• WORK TASK:
Repeat the following lines exactly and nothing else: the line containing "pub fn contains(self, offset: usize)" and each line after it through the end of the listing.

------

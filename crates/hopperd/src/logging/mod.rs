//! The info and error loggers used by the consumer.
//!
//! [`LoggerFactory`] turns the `[logs]` section into a [`Loggers`] pair and a
//! [`LogGuard`] owning any opened files. Each logger fans its entries out
//! through a [`CompositeWriter`] to a file, the console, both, or nowhere.

mod factory;
mod logger;
mod writer;

pub use factory::{FactoryError, LogGuard, LoggerFactory, Loggers};
pub use logger::{Channel, Logger};
pub use writer::{CompositeWriter, Console, Destination, LogFile, compose};
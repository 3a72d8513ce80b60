//! SyntaxKind enum for all tokens and nodes in the outline CST.
//!
//! Following the rust-analyzer model, all tokens and nodes share a single enum.
//! Every byte in the source must appear as a token in the tree.

/// All syntax kinds for the outline CST.
///
/// This enum represents both tokens (lexer output) and composite nodes (parser output).
/// The `repr(u16)` ensures efficient storage in rowan's green tree.
///
/// We use SCREAMING_CASE following the rust-analyzer convention for SyntaxKind.
#[repr(u16)]
#[derive(Debug, Clone, Copy, PartialEq, Eq, PartialOrd, Ord, Hash)]
#[allow(non_camel_case_types)]
pub enum SyntaxKind {
    // === Tokens (lexer output) ===
    /// Horizontal whitespace (spaces, tabs)
    WHITESPACE,
    /// Line ending
    NEWLINE,
    /// Plain text content
    TEXT,
    /// A run of `*` characters (headline stars, indented bullets)
    STARS,
    /// `-` bullet
    DASH,
    /// `+` bullet
    PLUS,
    /// `#` opening a comment line
    HASH,
    /// `#+` opening a keyword line
    HASH_PLUS,
    /// `:` separating a keyword from its value
    COLON,
    /// `[` for links
    LBRACKET,
    /// `]` for links
    RBRACKET,
    /// End of file marker
    EOF,

    // === Composite Nodes (parser output) ===
    /// Root document node
    ROOT,
    /// A heading together with everything nested under it
    SECTION,
    /// The headline line of a section (`** Title`)
    HEADING,
    /// Individual list item, including nested items and continuation lines
    LIST_ITEM,
    /// Paragraph block
    PARAGRAPH,
    /// Comment line (`# text`)
    COMMENT,
    /// Keyword line (`#+KEY: value`)
    KEYWORD,
    /// The `KEY` part of a keyword line
    KEYWORD_KEY,
    /// The `value` part of a keyword line
    KEYWORD_VALUE,
    /// Bracket link (`[[target]]` or `[[target][description]]`)
    LINK,
    /// Target of a bracket link
    LINK_TARGET,
    /// Description of a bracket link
    LINK_DESCRIPTION,
}

impl SyntaxKind {
    /// Returns true if this kind represents a token (lexer output).
    pub fn is_token(self) -> bool {
        (self as u16) <= (Self::EOF as u16)
    }

    /// Returns true if this kind represents a composite node.
    pub fn is_node(self) -> bool {
        !self.is_token()
    }

    /// Returns true if this kind is trivia (whitespace/newlines).
    pub fn is_trivia(self) -> bool {
        matches!(self, Self::WHITESPACE | Self::NEWLINE)
    }
}

impl From<SyntaxKind> for rowan::SyntaxKind {
    fn from(kind: SyntaxKind) -> Self {
        Self(kind as u16)
    }
}

/// Language definition for rowan.
#[derive(Debug, Clone, Copy, PartialEq, Eq, PartialOrd, Ord, Hash)]
pub enum OutlineLang {}

impl rowan::Language for OutlineLang {
    type Kind = SyntaxKind;

    fn kind_from_raw(raw: rowan::SyntaxKind) -> Self::Kind {
        assert!(raw.0 <= SyntaxKind::LINK_DESCRIPTION as u16);
        // SAFETY: We check bounds above and SyntaxKind is repr(u16)
        unsafe { std::mem::transmute::<u16, SyntaxKind>(raw.0) }
    }

    fn kind_to_raw(kind: Self::Kind) -> rowan::SyntaxKind {
        kind.into()
    }
}

/// Type alias for our syntax nodes.
pub type SyntaxNode = rowan::SyntaxNode<OutlineLang>;
/// Type alias for our syntax tokens.
pub type SyntaxToken = rowan::SyntaxToken<OutlineLang>;
/// Type alias for syntax elements (node or token).
pub type SyntaxElement = rowan::SyntaxElement<OutlineLang>;
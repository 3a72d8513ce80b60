use serde::{Deserialize, Serialize};

/// A byte range `[start, end)` into the document rope.
///
/// Nodes, reveal segments and overlays all store spans rather than copied
/// text; slicing the rope with a span reproduces the exact source.
#[derive(Debug, Clone, Copy, PartialEq, Eq, PartialOrd, Ord, Hash, Serialize, Deserialize)]
pub struct Span {
    /// Inclusive start byte offset.
    pub start: usize,
    /// Exclusive end byte offset.
    pub end: usize,
}

impl Span {
    pub const fn new(start: usize, end: usize) -> Self {
        Self { start, end }
    }

    /// Returns the length in bytes. Uses saturating subtraction for safety.
    #[must_use]
    pub fn len(self) -> usize {
        self.end.saturating_sub(self.start)
    }

    /// Returns true if the span is empty (start >= end).
    #[must_use]
    pub fn is_empty(self) -> bool {
        self.len() == 0
    }

    /// True when `offset` falls inside `[start, end)`.
    #[must_use]
    pub fn contains(self, offset: usize) -> bool {
        self.start <= offset && offset < self.end
    }

    /// True when `other` lies entirely within this span.
    #[must_use]
    pub fn encloses(self, other: Span) -> bool {
        self.start <= other.start && other.end <= self.end
    }
}

impl From<std::ops::Range<usize>> for Span {
    fn from(range: std::ops::Range<usize>) -> Self {
        Self::new(range.start, range.end)
    }
}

------

• YOUR SOLUTION:
    pub fn contains(self, offset: usize) -> bool {
        self.start <= offset && offset < self.end
    }

    /// True when `other` lies entirely within this span.
    #[must_use]
    pub fn encloses(self, other: Span) -> bool {
        self.start <= other.start && other.end <= self.end
    }
}

impl From<std::ops::Range<usize>> for Span {
    fn from(range: std::ops::Range<usize>) -> Self {
        Self::new(range.start, range.end)
    }
}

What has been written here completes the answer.